One thing that makes UWG uniquely poised to offer this program, Parsons added, is faculty who are empowered to be innovative and go beyond the conventional brick-and-mortar university.

“Our faculty have expertise in the fields of reentry and homelessness and work as applied criminologists and sociologists,” she explained. “Having those backgrounds, plus higher education experience, helps to bridge the gap in a way that allows for program implementation and evaluation to work collaboratively with other schools and correctional facilities to create the best practices.”

Another group that benefits from the program is traditional students who accompany faculty into the prisons and act as peer tutors and mentors. These hands-on, experiential learning opportunities are another value UWG is known for in the curation of a first-choice university. When they emerge from the program, they have quality experience working with vulnerable populations, making them more competitive in the workforce.

“A select group of students are able to participate and learn with the inmates, which is another example of how the prison isn’t isolated and separate from the physical campus,” Parsons said. “It’s a valuable experience that has been beneficial to both traditional and incarcerated students. Recently, an inmate said it was a moment when he was treated like a regular student, and for one hour, he felt like he was in college and not prison. It’s helping build a sense of place for those incarcerated.”
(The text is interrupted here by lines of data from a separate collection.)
use crate::{Error, Result};
use std::path::PathBuf;

/// A single token handed from the producer to exactly one worker.
pub type Item = String;

/// A finite, ordered supply of [`Item`]s.
///
/// The producer calls [`ItemSource::produce`] exactly once per run. An
/// implementation must be deterministic for a given backing resource and must
/// fail with [`Error::SourceUnavailable`] instead of returning an empty or
/// partial sequence when that resource cannot be read.
pub trait ItemSource: Send + Sync + 'static {
    /// Returns every item in source order.
    ///
    /// # Errors
    ///
    /// Returns [`Error::SourceUnavailable`] if the backing resource cannot be
    /// read.
    fn produce(&self) -> Result<Vec<Item>>;

    /// A short name used in diagnostics.
    fn name(&self) -> &str {
        "items"
    }
}

/// Splits `text` on whitespace into owned tokens.
pub fn tokenize(text: &str) -> Vec<Item> {
    text.split_whitespace().map(str::to_owned).collect()
}

/// Reads a UTF-8 text file and yields its whitespace-separated tokens.
#[derive(Clone, Debug)]
pub struct FileSource {
    path: PathBuf,
    name: String,
}

impl FileSource {
    pub fn new(path: impl Into<PathBuf>) -> Self {
        let path = path.into();
        let name = path.display().to_string();
        Self { path, name }
    }
}

impl ItemSource for FileSource {
    #[cfg_attr(feature = "tracing", tracing::instrument(level = "debug", skip(self), fields(path = %self.name)))]
    fn produce(&self) -> Result<Vec<Item>> {
        let text = std::fs::read_to_string(&self.path)
            .map_err(|e| Error::source_unavailable(&self.name, e))?;
        let items = tokenize(&text);

        #[cfg(feature = "tracing")]
        tracing::debug!("Read {} tokens from {}", items.len(), self.name);

        Ok(items)
    }

    fn name(&self) -> &str {
        &self.name
    }
}

/// In-memory text tokenized on whitespace.
#[derive(Clone, Debug, Default)]
pub struct TextSource {
    text: String,
}

impl TextSource {
    pub fn new(text: impl Into<String>) -> Self {
        Self { text: text.into() }
    }
}

impl ItemSource for TextSource {
    fn produce(&self) -> Result<Vec<Item>> {
        Ok(tokenize(&self.text))
    }

    fn name(&self) -> &str {
        "text"
    }
}

impl ItemSource for Vec<Item> {
    fn produce(&self) -> Result<Vec<Item>> {
        Ok(self.clone())
    }
}

impl ItemSource for Vec<&'static str> {
    fn produce(&self) -> Result<Vec<Item>> {
        Ok(self.iter().map(|s| (*s).to_owned()).collect())
    }
}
Beginning this fall, UWG will expand its prison education program to the U.S. Penitentiary in Atlanta, furthering its impact. The program will also track inmates post-release and provide them with services to aid in their reintegration, such as housing and employment.

“As a comprehensive university, we have a mission to support our community and region,” Owen concluded. “UWG works to provide a service to a population that can then go back to their communities and provide a better life for themselves and their families. These inmates are seeing a future and having conversations about their next steps. There’s a sense of hope that wasn’t there before.”